Nations Unies

CCPR/C/129/D/2486/2014

Pacte international relatif aux droits civils et politiques

Distr. générale

16 octobre 2020

Français

Original : anglais

Comité des droits de l’homme

Constatations adoptées par le Comité au titre de l’article 5 (par. 4) du Protocole facultatif, concernant la communication no 2486/2014 * , **

Communication présentée par :

Siarhei Malashenak (représenté par un conseil, Mikhail Matskevich)

Victime(s) présumée(s) :

L’auteur

État partie :

Bélarus

Date de la communication :

2 juin 2014 (date de la lettre initiale)

Références :

Décision prise en application de l’article 92 du règlement intérieur du Comité, communiquée à l’État partie le 2 décembre 2014 (non publiée sous forme de document)

Date des constatations :

23 juillet 2020

Objet :

Sanction de l’auteur pour tenue d’un piquet ; liberté d’expression

Question(s) de procédure :

Défaut de coopération de l’État partie

Question(s) de fond :

Liberté d’expression

Article(s) du Pacte :

19

Article(s) du Protocole facultatif :

1

1.L’auteur de la communication est Siarhei Malashenak, de nationalité bélarussienne, né en 1983. Il affirme que l’État partie a violé les droits qu’il tient de l’article 19 du Pacte. Le Protocole facultatif est entré en vigueur pour l’État partie le 30 décembre 1992. L’auteur est représenté par un conseil.

Rappel des faits présentés par l’auteur

2.1Le 8 octobre 2012, l’auteur a été arrêté par la police pour avoir accroché à la structure d’un pont routier, à Novopolotsk, une bannière portant le slogan « Liberté pour les prisonniers politiques bélarussiens ». L’auteur n’avait pas jugé nécessaire de demander une autorisation aux autorités de la ville pour tenir seul un piquet visant à exprimer publiquement son opinion. Le jour même, le tribunal municipal de Novopolotsk (région de Vitsiebsk) a jugé que l’auteur, en tenant un piquet non autorisé, avait enfreint le paragraphe 1 de l’article 23.34 du Code des infractions administratives (non-respect de la procédure d’organisation ou de tenue de manifestations collectives) et l’a condamné à une amende de 300 000 roubles bélarussiens (environ 35 dollars des États-Unis).

2.2À une date non précisée, l’auteur a fait appel de la décision du tribunal municipal de Novopolotsk devant le tribunal régional de Vitsiebsk. Le 31 octobre 2012, le tribunal régional de Vitsiebsk a rejeté l’appel. Les demandes de réexamen au titre de la procédure de contrôle que l’auteur a soumises, à des dates non précisées, au Président du tribunal régional de Vitsiebsk et à la Cour suprême ont été rejetées, respectivement, le 11 avril et le 13 juin 2013. Les juridictions ont estimé que, puisque un piquet d’une personne constituait une manifestation publique selon la définition figurant dans la loi du 30 décembre 1997 relative aux manifestations publiques (telle que modifiée le 7 août 2003), l’auteur aurait dû suivre la procédure établie par ladite loi et demander une autorisation au comité exécutif de la ville de Novopolotsk.

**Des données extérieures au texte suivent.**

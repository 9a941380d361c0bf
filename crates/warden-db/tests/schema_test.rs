//! Integration tests for schema initialization using in-memory SurrealDB.

use surrealdb::Surreal;
use surrealdb::engine::local::Mem;

#[tokio::test]
async fn schema_migration_applies_successfully() {
    let db = Surreal::new::<Mem>(()).await.unwrap();
    db.use_ns("test").use_db("test").await.unwrap();

    warden_db::run_migrations(&db).await.unwrap();

    // Verify that the tables exist by querying INFO FOR DB.
    let mut result = db.query("INFO FOR DB").await.unwrap();
    let info: Option<surrealdb_types::Value> = result.take(0).unwrap();
    let info = info.expect("INFO FOR DB should return a value");
    let info_str = format!("{:?}", info);

    assert!(info_str.contains("app_scope"), "missing app_scope table");
    assert!(info_str.contains("permission"), "missing permission table");
    assert!(info_str.contains("role"), "missing role table");
    assert!(
        info_str.contains("role_assignment"),
        "missing role_assignment table"
    );
    assert!(
        info_str.contains("role_permission"),
        "missing role_permission edge"
    );
    assert!(info_str.contains("_migration"), "missing _migration table");
}

#[tokio::test]
async fn migrations_are_idempotent() {
    let db = Surreal::new::<Mem>(()).await.unwrap();
    db.use_ns("test").use_db("test").await.unwrap();

    assert_eq!(warden_db::run_migrations(&db).await.unwrap(), 1);
    // Second run must be a no-op, not a "table already exists" failure.
    assert_eq!(warden_db::run_migrations(&db).await.unwrap(), 1);

    let mut result = db
        .query("SELECT VALUE version FROM _migration")
        .await
        .unwrap();
    let versions: Vec<i64> = result.take(0).unwrap();
    assert_eq!(versions, vec![1]);
}

#[tokio::test]
async fn failed_migration_is_not_recorded() {
    let db = Surreal::new::<Mem>(()).await.unwrap();
    db.use_ns("test").use_db("test").await.unwrap();
    // A pre-existing table makes the v1 DDL fail on its first statement.
    db.query("DEFINE TABLE app_scope SCHEMALESS;")
        .await
        .unwrap()
        .check()
        .unwrap();

    let err = warden_db::run_migrations(&db).await.unwrap_err();
    assert!(matches!(err, warden_db::DbError::Migration(_)), "{err:?}");

    let mut result = db
        .query("SELECT VALUE version FROM _migration")
        .await
        .unwrap();
    let versions: Vec<i64> = result.take(0).unwrap();
    assert!(versions.is_empty());
    assert!(warden_db::run_migrations(&db).await.is_err());
}

#[tokio::test]
async fn schema_v1_applies_directly() {
    let db = Surreal::new::<Mem>(()).await.unwrap();
    db.use_ns("test").use_db("test").await.unwrap();

    db.query(warden_db::schema_v1())
        .await
        .unwrap()
        .check()
        .unwrap();
}
//! Typed list filters.
//!
//! A [`ListFilter`] is a conjunction of [`Condition`]s over a closed,
//! per-entity set of fields plus [`Pagination`]. Storage backends render
//! the conditions into their own query language after calling
//! [`ListFilter::validate`].

use std::fmt;

use serde::{Deserialize, Serialize};

use crate::error::{WardenError, WardenResult};
use crate::repository::Pagination;

#[derive(Debug, Clone, Copy, PartialEq, Eq, Serialize, Deserialize)]
#[serde(rename_all = "snake_case")]
pub enum FilterOp {
    Eq,
    Ne,
    Contains,
    StartsWith,
}

#[derive(Debug, Clone, PartialEq, Serialize, Deserialize)]
#[serde(untagged)]
pub enum FilterValue {
    Bool(bool),
    Text(String),
    Null,
}

impl From<bool> for FilterValue {
    fn from(value: bool) -> Self {
        Self::Bool(value)
    }
}

impl From<&str> for FilterValue {
    fn from(value: &str) -> Self {
        Self::Text(value.to_owned())
    }
}

impl From<String> for FilterValue {
    fn from(value: String) -> Self {
        Self::Text(value)
    }
}

impl<T: Into<FilterValue>> From<Option<T>> for FilterValue {
    fn from(value: Option<T>) -> Self {
        value.map_or(Self::Null, Into::into)
    }
}

/// The stored type of a filterable column.
#[derive(Debug, Clone, Copy, PartialEq, Eq)]
pub enum FieldKind {
    Text,
    OptionalText,
    Bool,
}

/// A filterable column of one entity.
pub trait FilterField: Copy + fmt::Debug {
    /// Column name in the persisted record.
    fn column(self) -> &'static str;
    fn kind(self) -> FieldKind;
}

#[derive(Debug, Clone, Copy, PartialEq, Eq, Serialize, Deserialize)]
#[serde(rename_all = "snake_case")]
pub enum AppScopeField {
    Name,
    Description,
    Active,
}

impl FilterField for AppScopeField {
    fn column(self) -> &'static str {
        match self {
            Self::Name => "name",
            Self::Description => "description",
            Self::Active => "active",
        }
    }

    fn kind(self) -> FieldKind {
        match self {
            Self::Name | Self::Description => FieldKind::Text,
            Self::Active => FieldKind::Bool,
        }
    }
}

#[derive(Debug, Clone, Copy, PartialEq, Eq, Serialize, Deserialize)]
#[serde(rename_all = "snake_case")]
pub enum PermissionField {
    Name,
    Description,
    Resource,
    Action,
    TargetId,
}

impl FilterField for PermissionField {
    fn column(self) -> &'static str {
        match self {
            Self::Name => "name",
            Self::Description => "description",
            Self::Resource => "resource",
            Self::Action => "action",
            Self::TargetId => "target_id",
        }
    }

    fn kind(self) -> FieldKind {
        match self {
            Self::TargetId => FieldKind::OptionalText,
            _ => FieldKind::Text,
        }
    }
}

#[derive(Debug, Clone, Copy, PartialEq, Eq, Serialize, Deserialize)]
#[serde(rename_all = "snake_case")]
pub enum RoleField {
    Name,
    Description,
    AppScopeId,
}

impl FilterField for RoleField {
    fn column(self) -> &'static str {
        match self {
            Self::Name => "name",
            Self::Description => "description",
            Self::AppScopeId => "app_scope_id",
        }
    }

    fn kind(self) -> FieldKind {
        match self {
            Self::Name | Self::Description => FieldKind::Text,
            Self::AppScopeId => FieldKind::OptionalText,
        }
    }
}

#[derive(Debug, Clone, PartialEq, Serialize, Deserialize)]
pub struct Condition<F> {
    pub field: F,
    pub op: FilterOp,
    pub value: FilterValue,
}

impl<F: FilterField> Condition<F> {
    pub fn new(field: F, op: FilterOp, value: impl Into<FilterValue>) -> Self {
        Self {
            field,
            op,
            value: value.into(),
        }
    }

    pub fn eq(field: F, value: impl Into<FilterValue>) -> Self {
        Self::new(field, FilterOp::Eq, value)
    }

    /// Reject operator/value combinations the field's type cannot satisfy.
    pub fn validate(&self) -> WardenResult<()> {
        let kind = self.field.kind();
        let ok = match (kind, self.op, &self.value) {
            (FieldKind::Bool, FilterOp::Eq | FilterOp::Ne, FilterValue::Bool(_)) => true,
            (FieldKind::Text | FieldKind::OptionalText, _, FilterValue::Text(_)) => true,
            (FieldKind::OptionalText, FilterOp::Eq | FilterOp::Ne, FilterValue::Null) => true,
            _ => false,
        };
        if ok {
            Ok(())
        } else {
            Err(WardenError::validation(format!(
                "filter {:?} {:?} {:?} is not valid for a {:?} field",
                self.field, self.op, self.value, kind
            )))
        }
    }
}

/// Conjunction of conditions plus a page window.
#[derive(Debug, Clone, Serialize, Deserialize)]
pub struct ListFilter<F> {
    #[serde(default = "Vec::new")]
    pub conditions: Vec<Condition<F>>,
    #[serde(default, flatten)]
    pub pagination: Pagination,
}

impl<F> Default for ListFilter<F> {
    fn default() -> Self {
        Self {
            conditions: Vec::new(),
            pagination: Pagination::default(),
        }
    }
}

impl<F: FilterField> ListFilter<F> {
    pub fn all() -> Self {
        Self::default()
    }

    pub fn with(mut self, condition: Condition<F>) -> Self {
        self.conditions.push(condition);
        self
    }

    pub fn paginate(mut self, pagination: Pagination) -> Self {
        self.pagination = pagination;
        self
    }

    pub fn validate(&self) -> WardenResult<()> {
        self.conditions.iter().try_for_each(Condition::validate)
    }
}
//! Role assignment domain model.

use chrono::{DateTime, Utc};
use serde::{Deserialize, Serialize};
use uuid::Uuid;

use super::app_scope::AppScope;
use super::role::Role;

/// "This profile holds this role within this scope."
///
/// Either relation is `None` when it did not resolve at assignment time
/// or has since been deleted.
#[derive(Debug, Clone, PartialEq, Serialize, Deserialize)]
pub struct RoleAssignment {
    pub id: Uuid,
    /// Opaque external identifier, not a key into this engine.
    pub profile_id: String,
    pub app_scope: Option<AppScope>,
    pub role: Option<Role>,
    pub created_at: DateTime<Utc>,
}

#[derive(Debug, Clone, Serialize, Deserialize)]
pub struct AssignRole {
    pub profile_id: String,
    pub role_id: Uuid,
    pub app_scope_id: Uuid,
}
//! SurrealDB implementation of [`AppScopeRepository`].

use chrono::{DateTime, Utc};
use surrealdb::{Connection, Surreal};
use surrealdb_types::SurrealValue;
use tracing::debug;
use uuid::Uuid;
use warden_core::error::WardenResult;
use warden_core::filter::{AppScopeField, ListFilter};
use warden_core::models::app_scope::{AppScope, CreateAppScope, UpdateAppScope};
use warden_core::repository::{AppScopeRepository, PaginatedResult};

use super::{CountRow, parse_uuid};
use crate::error::DbError;
use crate::filter::WhereClause;

#[derive(Debug, SurrealValue)]
struct AppScopeRow {
    name: String,
    description: String,
    active: bool,
    created_at: DateTime<Utc>,
    updated_at: DateTime<Utc>,
}

impl AppScopeRow {
    fn into_app_scope(self, id: Uuid) -> AppScope {
        AppScope {
            id,
            name: self.name,
            description: self.description,
            active: self.active,
            created_at: self.created_at,
            updated_at: self.updated_at,
        }
    }
}

#[derive(Debug, SurrealValue)]
pub(crate) struct AppScopeRowWithId {
    pub(crate) record_id: String,
    pub(crate) name: String,
    pub(crate) description: String,
    pub(crate) active: bool,
    pub(crate) created_at: DateTime<Utc>,
    pub(crate) updated_at: DateTime<Utc>,
}

impl AppScopeRowWithId {
    pub(crate) fn try_into_app_scope(self) -> Result<AppScope, DbError> {
        Ok(AppScope {
            id: parse_uuid(&self.record_id, "app scope")?,
            name: self.name,
            description: self.description,
            active: self.active,
            created_at: self.created_at,
            updated_at: self.updated_at,
        })
    }
}

/// Load one app scope by its string id. Shared by the role and
/// assignment repositories to populate their scope relation.
pub(crate) async fn load<C: Connection>(
    db: &Surreal<C>,
    id: &str,
) -> Result<Option<AppScope>, DbError> {
    let mut result = db
        .query("SELECT meta::id(id) AS record_id, * FROM type::record('app_scope', $id)")
        .bind(("id", id.to_owned()))
        .await?;

    let rows: Vec<AppScopeRowWithId> = result.take(0)?;
    rows.into_iter()
        .next()
        .map(AppScopeRowWithId::try_into_app_scope)
        .transpose()
}

pub(crate) async fn load_by_name<C: Connection>(
    db: &Surreal<C>,
    name: &str,
) -> Result<Option<AppScope>, DbError> {
    let mut result = db
        .query(
            "SELECT meta::id(id) AS record_id, * FROM app_scope \
             WHERE name = $name LIMIT 1",
        )
        .bind(("name", name.to_owned()))
        .await?;

    let rows: Vec<AppScopeRowWithId> = result.take(0)?;
    rows.into_iter()
        .next()
        .map(AppScopeRowWithId::try_into_app_scope)
        .transpose()
}

/// SurrealDB implementation of the AppScope repository.
#[derive(Clone)]
pub struct SurrealAppScopeRepository<C: Connection> {
    db: Surreal<C>,
}

impl<C: Connection> SurrealAppScopeRepository<C> {
    pub fn new(db: Surreal<C>) -> Self {
        Self { db }
    }
}

impl<C: Connection> AppScopeRepository for SurrealAppScopeRepository<C> {
    async fn create(&self, input: CreateAppScope) -> WardenResult<AppScope> {
        let id = Uuid::new_v4();
        let id_str = id.to_string();

        let result = self
            .db
            .query(
                "CREATE type::record('app_scope', $id) SET \
                 name = $name, description = $description, \
                 active = $active",
            )
            .bind(("id", id_str.clone()))
            .bind(("name", input.name))
            .bind(("description", input.description))
            .bind(("active", input.active))
            .await
            .map_err(DbError::from)?;

        let mut result = result.check().map_err(|e| DbError::Query(e.to_string()))?;

        let rows: Vec<AppScopeRow> = result.take(0).map_err(DbError::from)?;
        let row = rows
            .into_iter()
            .next()
            .ok_or_else(|| DbError::not_found("app_scope", &id_str))?;

        debug!(app_scope_id = %id, name = %row.name, "Created app scope");
        Ok(row.into_app_scope(id))
    }

    async fn get_by_id(&self, id: Uuid) -> WardenResult<Option<AppScope>> {
        Ok(load(&self.db, &id.to_string()).await?)
    }

    async fn get_by_name(&self, name: &str) -> WardenResult<Option<AppScope>> {
        Ok(load_by_name(&self.db, name).await?)
    }

    async fn list(
        &self,
        filter: ListFilter<AppScopeField>,
    ) -> WardenResult<PaginatedResult<AppScope>> {
        filter.validate()?;
        let clause = WhereClause::render(&filter);

        let count_query = format!(
            "SELECT count() AS total FROM app_scope {} GROUP ALL",
            clause.sql
        );
        let mut count_result = clause
            .bind(self.db.query(count_query))
            .await
            .map_err(DbError::from)?;
        let count_rows: Vec<CountRow> = count_result.take(0).map_err(DbError::from)?;
        let total = count_rows.first().map(|r| r.total).unwrap_or(0);

        let query = format!(
            "SELECT meta::id(id) AS record_id, * FROM app_scope {} \
             ORDER BY created_at ASC \
             LIMIT $limit START $offset",
            clause.sql
        );
        let mut result = clause
            .bind(self.db.query(query))
            .bind(("limit", filter.pagination.limit))
            .bind(("offset", filter.pagination.offset))
            .await
            .map_err(DbError::from)?;

        let rows: Vec<AppScopeRowWithId> = result.take(0).map_err(DbError::from)?;
        let items = rows
            .into_iter()
            .map(AppScopeRowWithId::try_into_app_scope)
            .collect::<Result<Vec<_>, DbError>>()?;

        Ok(PaginatedResult {
            items,
            total,
            offset: filter.pagination.offset,
            limit: filter.pagination.limit,
        })
    }

    async fn update(&self, id: Uuid, input: UpdateAppScope) -> WardenResult<AppScope> {
        let id_str = id.to_string();

        let mut sets = Vec::new();
        if input.name.is_some() {
            sets.push("name = $name");
        }
        if input.description.is_some() {
            sets.push("description = $description");
        }
        if input.active.is_some() {
            sets.push("active = $active");
        }
        sets.push("updated_at = time::now()");

        let query = format!(
            "UPDATE type::record('app_scope', $id) SET {}",
            sets.join(", ")
        );

        let mut builder = self.db.query(&query).bind(("id", id_str.clone()));

        if let Some(name) = input.name {
            builder = builder.bind(("name", name));
        }
        if let Some(description) = input.description {
            builder = builder.bind(("description", description));
        }
        if let Some(active) = input.active {
            builder = builder.bind(("active", active));
        }

        let result = builder.await.map_err(DbError::from)?;
        let mut result = result.check().map_err(|e| DbError::Query(e.to_string()))?;

        let rows: Vec<AppScopeRow> = result.take(0).map_err(DbError::from)?;
        let row = rows
            .into_iter()
            .next()
            .ok_or_else(|| DbError::not_found("app_scope", &id_str))?;

        Ok(row.into_app_scope(id))
    }

    async fn delete(&self, id: Uuid) -> WardenResult<()> {
        // Roles and assignments bound to the scope are left in place.
        self.db
            .query("DELETE type::record('app_scope', $id)")
            .bind(("id", id.to_string()))
            .await
            .map_err(DbError::from)?
            .check()
            .map_err(|e| DbError::Query(e.to_string()))?;

        Ok(())
    }
}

2.3L’auteur affirme avoir épuisé tous les recours internes utiles qui lui étaient ouverts.

Teneur de la plainte

3.1L’auteur affirme que la sanction qu’il a reçue pour avoir exprimé son opinion constitue une violation par le Bélarus des droits qu’il tient de l’article 19 du Pacte. Il affirme que les restrictions imposées ont porté atteinte à son droit à la liberté d’expression et n’étaient nécessaires ni à la sauvegarde de la sécurité nationale, de l’ordre public, de la santé ou de la moralité publiques ni au respect des droits ou de la réputation d’autrui. Il soutient que les tribunaux n’ont pas expliqué en quoi ses actes avaient mis en péril la sécurité nationale, l’ordre public, la santé publique ou les droits ou la réputation d’autrui.

3.2L’auteur affirme qu’il n’a pas tenu de manifestation publique, raison pour laquelle il n’a pas demandé d’autorisation aux autorités. Nonobstant, les autorités et les juridictions du pays ont considéré que l’expression publique de son opinion constituait une manifestation publique au sens de la loi relative aux manifestations publiques et que, par conséquent, l’obligation procédurale de demander une autorisation s’appliquait. Ce faisant, elles ont restreint la liberté d’expression que lui garantit l’article 19 du Pacte.

3.3L’auteur demande au Comité de constater une violation de l’article 19 et de recommander à l’État partie de réexaminer son cas, de modifier la définition des manifestations collectives qui figure dans la loi de 1997 relative aux manifestations publiques de sorte qu’elle ne vise que les manifestations tenues par des groupes de personnes, et donc plus les piquets d’une seule personne, et de lui rembourser l’amende qu’il a dû payer.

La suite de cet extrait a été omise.